# Headlights for Orbea Gain



## Burtie555 (19 Sep 2020)

Hi all, 

I have recently purchased a second hand 2019 Orbea Gain (Tiagra). I absolutely love it. It makes me ride WAY more than before and allows me to enjoy rides which previously would have been a chore! It also encourages you to ride quicker and as a result I am often riding above the 15.5 mph limiter (with no noticeable drag from the motor).

Anyway, you get the idea - I love my bike, am riding way more and riding faster. In order to keep me riding (and commuting) safely during the winter months I am thinking about upgrading to an e-bike headlight running directly from the battery.

Although I know, from the manual, there is an internal connector for ‘headlights’ I can’t find any ebike lights that are compatible with the Orbea Gain.

Does anyone know of any? (I’m in the UK by the way).

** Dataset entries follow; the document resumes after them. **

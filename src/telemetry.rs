//! Opt-in tracing bootstrap.
//!
//! The core only *emits* `tracing` events; hosts that want them printed
//! can call [`init`] once at startup (respects `RUST_LOG`), or install
//! their own subscriber instead.

use tracing_subscriber::EnvFilter;

/// Install a formatted `tracing` subscriber filtered by `RUST_LOG`.
/// Harmless when a subscriber is already installed.
pub fn init() {
    let _ = tracing_subscriber::fmt()
        .with_env_filter(EnvFilter::from_default_env())
        .try_init();
}
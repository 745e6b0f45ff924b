//! Host-provided named predicates looked up by selector gates.

use rustc_hash::FxHashMap;
use std::sync::Arc;

use crate::context::FlowContext;

/// A selector predicate over the request-scoped context.
pub type SelectorFn = Arc<dyn Fn(&FlowContext) -> bool + Send + Sync>;

/// Immutable name → predicate registry, built at startup and shared across
/// requests.
#[derive(Clone, Default)]
pub struct SelectorRegistry {
    selectors: FxHashMap<String, SelectorFn>,
}

impl SelectorRegistry {
    pub fn new() -> Self {
        SelectorRegistry::default()
    }

    #[must_use]
    pub fn register<F>(mut self, name: impl Into<String>, predicate: F) -> Self
    where
        F: Fn(&FlowContext) -> bool + Send + Sync + 'static,
    {
        self.selectors.insert(name.into(), Arc::new(predicate));
        self
    }

    #[must_use]
    pub fn get(&self, name: &str) -> Option<&SelectorFn> {
        self.selectors.get(name)
    }

    #[must_use]
    pub fn contains(&self, name: &str) -> bool {
        self.selectors.contains_key(name)
    }

    pub fn names(&self) -> impl Iterator<Item = &str> {
        self.selectors.keys().map(String::as_str)
    }
}

impl std::fmt::Debug for SelectorRegistry {
    fn fmt(&self, f: &mut std::fmt::Formatter<'_>) -> std::fmt::Result {
        let mut names: Vec<&str> = self.names().collect();
        names.sort_unstable();
        f.debug_struct("SelectorRegistry")
            .field("selectors", &names)
            .finish()
    }
}
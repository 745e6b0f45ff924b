//! Canonical JSON emission.
//!
//! Every serializer in this crate emits maps with keys in codepoint-sorted
//! order and no insignificant whitespace, so equal documents always produce
//! equal bytes. The params hash is defined over exactly these bytes.

use serde_json::Value;
use std::collections::BTreeMap;

/// Serialize a JSON value canonically: object keys sorted by codepoint,
/// compact separators, `serde_json` string escaping.
#[must_use]
pub fn to_canonical_string(value: &Value) -> String {
    let mut out = String::new();
    write_value(&mut out, value);
    out
}

/// Canonical UTF-8 bytes of a JSON value.
#[must_use]
pub fn to_canonical_bytes(value: &Value) -> Vec<u8> {
    to_canonical_string(value).into_bytes()
}

fn write_value(out: &mut String, value: &Value) {
    match value {
        Value::Null => out.push_str("null"),
        Value::Bool(true) => out.push_str("true"),
        Value::Bool(false) => out.push_str("false"),
        Value::Number(n) => out.push_str(&n.to_string()),
        Value::String(s) => write_string(out, s),
        Value::Array(items) => {
            out.push('[');
            for (i, item) in items.iter().enumerate() {
                if i > 0 {
                    out.push(',');
                }
                write_value(out, item);
            }
            out.push(']');
        }
        Value::Object(map) => {
            // Re-key through a BTreeMap so ordering never depends on how
            // the map was built.
            let sorted: BTreeMap<&String, &Value> = map.iter().collect();
            out.push('{');
            for (i, (key, member)) in sorted.into_iter().enumerate() {
                if i > 0 {
                    out.push(',');
                }
                write_string(out, key);
                out.push(':');
                write_value(out, member);
            }
            out.push('}');
        }
    }
}

fn write_string(out: &mut String, s: &str) {
    // serde_json's escaping rules, reused rather than re-implemented.
    out.push_str(&serde_json::to_string(s).expect("string serialization is infallible"));
}

#[cfg(test)]
mod tests {
    use super::*;
    use serde_json::json;

    #[test]
    fn test_keys_sorted_and_compact() {
        let value = json!({"b": {"z": 1, "a": [1, 2]}, "a": "x\"y"});
        assert_eq!(
            to_canonical_string(&value),
            r#"{"a":"x\"y","b":{"a":[1,2],"z":1}}"#
        );
    }

    #[test]
    fn test_idempotent_under_reparse() {
        let value = json!({"m": {"k2": 2, "k1": {"n": null}}, "arr": [{"b": 1, "a": 2}]});
        let first = to_canonical_string(&value);
        let reparsed: Value = serde_json::from_str(&first).unwrap();
        assert_eq!(to_canonical_string(&reparsed), first);
    }
}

Thanks in advance for the help.


----------



## CXRAndy (19 Sep 2020)

Get your front wheel re-laced with a Shimano dynamo. Get them from here

Shimano dynamo

Buy Busch Mueller dynamo lights front and rear

Dynamo lights

I have this setup on mine and my wife's bike, works brilliantly. The lights stay on for a few minutes at junctions with capacitor back up. The rear light also auto brightens like a brake light when you apply braking, its back emf increase from the wheel deceleration


----------



## Burtie555 (19 Sep 2020)

Thanks for the idea.

I was hoping for a solution that utilises the existing battery and internal cabling (as mentioned in the manual).


----------



## CXRAndy (20 Sep 2020)

Burtie555 said:


> Thanks for the idea.
> 
> I was hoping for a solution that utilises the existing battery and internal cabling (as mentioned in the manual).




Orbea do this. 
https://www.orbea.com/gb-en/gear/spare-parts/cat/cable-luz-d1000-t2000-x35-c


----------